Aussitôt que des personnes se réunissent par des affinités d’amitié
ou de classe, il se forme entre elles une convention tacite, le dialecte
qu’elles parlent. C’est la mine de leur commodité, le parfum de leurs
migraines, le petit air péjoratif du paysage. Des gens en dehors de ces
milieux ne comprendraient pas le sens de certains mots ou de tournures
de phrases. Et ce qui est vrai pour un groupe, l’est aussi pour chaque
individu, car nous vivons en famille avec les nombreux moi-même
entassés comme les coquillages sur le fond. Les mots que nous croyons
précis et répondant à des réalités établies, n’éveillent aucun stimulant dans
le cerveau récepteur. Le malentendu est tout-puissant comme le vacarme
des vents blafards sur les cimes. On peut l’éviter en amour par des regards
luisants, une mise au point des jugements, et dans la vie, faute de gestes
solides, par le silence indulgent ou la bavardise poétique, fastidieuse et
exaltée.
Ces quelques découvertes extraites du marasme de ma vie me servent
à connaître l’étendue de mes possibilités. Elles n’ont pas la prétention
de régénérer et de régler les élans de tout le monde.

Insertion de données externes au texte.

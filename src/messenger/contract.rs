//! Versioned envelopes and payloads exchanged between pane and preview.

use crate::dispatch::wire::{RenderRequest, RenderResponse};
use crate::resolver::TransportMode;
use serde::{Deserialize, Serialize};
use serde_json::Value;
use std::collections::BTreeMap;

/// Contract version for messenger envelopes.
pub const ENVELOPE_VERSION: u32 = 1;

/// Named message types.
#[derive(Debug, Clone, Copy, PartialEq, Eq, Hash, Serialize, Deserialize)]
#[serde(rename_all = "kebab-case")]
pub enum MessageKind {
    /// Preview finished bootstrapping and accepts refresh traffic.
    Ready,
    /// Preview asks the pane to reload it.
    RequestFullRefresh,
    /// Pane asks for the per-setting transport advertisement.
    RequestTransports,
    /// Preview advertises per-setting transport modes.
    Transports,
    /// Preview asks the pane to relay a render batch.
    RenderBatchRequest,
    /// Pane answers a relayed render batch.
    RenderBatchResponse,
    /// A partial's placement was re-rendered.
    ContentRendered,
    /// A list member container was moved.
    ContentMoved,
    /// Pane forwards a setting value.
    Setting,
    /// A partial fell back after a failed refresh.
    PartialFallback,
    /// Pane hands the preview a fresh auth token.
    NonceRefresh,
    /// Pane saved the changeset; nothing is dirty any more.
    Saved,
}

impl MessageKind {
    /// Render the kind to its wire format.
    #[must_use]
    pub fn as_str(self) -> &'static str {
        match self {
            Self::Ready => "ready",
            Self::RequestFullRefresh => "request-full-refresh",
            Self::RequestTransports => "request-transports",
            Self::Transports => "transports",
            Self::RenderBatchRequest => "render-batch-request",
            Self::RenderBatchResponse => "render-batch-response",
            Self::ContentRendered => "content-rendered",
            Self::ContentMoved => "content-moved",
            Self::Setting => "setting",
            Self::PartialFallback => "partial-fallback",
            Self::NonceRefresh => "nonce-refresh",
            Self::Saved => "saved",
        }
    }
}

impl std::fmt::Display for MessageKind {
    fn fmt(&self, f: &mut std::fmt::Formatter<'_>) -> std::fmt::Result {
        f.write_str(self.as_str())
    }
}

/// One message on the channel.
#[derive(Debug, Clone, PartialEq, Serialize, Deserialize)]
pub struct Envelope {
    pub v: u32,
    /// Per-sender sequence number.
    pub seq: u64,
    pub kind: MessageKind,
    #[serde(default)]
    pub payload: Value,
}

impl Envelope {
    #[must_use]
    pub fn new(seq: u64, kind: MessageKind, payload: Value) -> Self {
        Self {
            v: ENVELOPE_VERSION,
            seq,
            kind,
            payload,
        }
    }
}

/// `setting` payload.
#[derive(Debug, Clone, PartialEq, Serialize, Deserialize)]
pub struct SettingPayload {
    pub id: String,
    #[serde(default)]
    pub value: Value,
    #[serde(default)]
    pub removed: bool,
}

/// `transports` payload: setting id to mode.
pub type TransportsPayload = BTreeMap<String, TransportMode>;

/// `request-full-refresh` payload.
#[derive(Debug, Clone, PartialEq, Serialize, Deserialize)]
pub struct FullRefreshPayload {
    pub reason: String,
}

/// `render-batch-request` payload.
#[derive(Debug, Clone, PartialEq, Serialize, Deserialize)]
pub struct RelayRequest {
    pub request_id: String,
    pub request: RenderRequest,
}

/// `render-batch-response` payload. Exactly one of `response` and `error`
/// is set.
#[derive(Debug, Clone, PartialEq, Serialize, Deserialize)]
pub struct RelayResponse {
    pub request_id: String,
    #[serde(default, skip_serializing_if = "Option::is_none")]
    pub response: Option<RenderResponse>,
    #[serde(default, skip_serializing_if = "Option::is_none")]
    pub error: Option<String>,
}

/// `content-rendered` payload.
#[derive(Debug, Clone, PartialEq, Serialize, Deserialize)]
pub struct RenderedPayload {
    pub partial_id: String,
    #[serde(default)]
    pub context: Option<Value>,
}

/// `content-moved` payload.
#[derive(Debug, Clone, PartialEq, Serialize, Deserialize)]
pub struct MovedPayload {
    pub partial_id: String,
}

/// `nonce-refresh` payload.
#[derive(Debug, Clone, PartialEq, Serialize, Deserialize)]
pub struct NoncePayload {
    pub auth_token: String,
}

/// `partial-fallback` payload.
#[derive(Debug, Clone, PartialEq, Serialize, Deserialize)]
pub struct FallbackPayload {
    pub partial_id: String,
    pub error: String,
}

#[cfg(test)]
mod tests {
    #![allow(clippy::unwrap_used, clippy::expect_used, clippy::panic)]

    use super::*;
    use serde_json::json;

    #[test]
    fn kinds_use_wire_names() {
        for kind in [
            MessageKind::Ready,
            MessageKind::RequestFullRefresh,
            MessageKind::RenderBatchResponse,
            MessageKind::PartialFallback,
            MessageKind::NonceRefresh,
            MessageKind::Saved,
        ] {
            assert_eq!(serde_json::to_value(kind).unwrap(), json!(kind.as_str()));
        }
    }

    #[test]
    fn envelope_json_shape() {
        let env = Envelope::new(4, MessageKind::Setting, json!({"id": "title", "value": "Hi"}));
        let value = serde_json::to_value(&env).unwrap();
        assert_eq!(
            value,
            json!({"v": 1, "seq": 4, "kind": "setting", "payload": {"id": "title", "value": "Hi"}})
        );
        let payload: SettingPayload = serde_json::from_value(env.payload).unwrap();
        assert!(!payload.removed);
    }

    #[test]
    fn payload_defaults_to_null() {
        let env: Envelope = serde_json::from_str(r#"{"v":1,"seq":0,"kind":"ready"}"#).unwrap();
        assert_eq!(env.payload, Value::Null);
    }
}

Mal établie dans
des gaines étroites et provisoires, ma destinée ne pourrait pas servir
d’exemple à ceux qui attendent encore confusément l’éclosion d’un
bonheur aromatique, définitif.
J’ai assez joué aux échecs avec des coeurs pour savoir qu’il y aura
toujours un adversaire qui me battra. Ma tristesse alors est grande mais
sobre. Je me rends facilement au premier lien de volupté survenu, et me
laisse entraîner par le courant sorcier dans des landes de tendresse aux
arbres osseux et parfumés.
La faim de mes nerfs me suit dans ces indéfinis et multiples déména
gements.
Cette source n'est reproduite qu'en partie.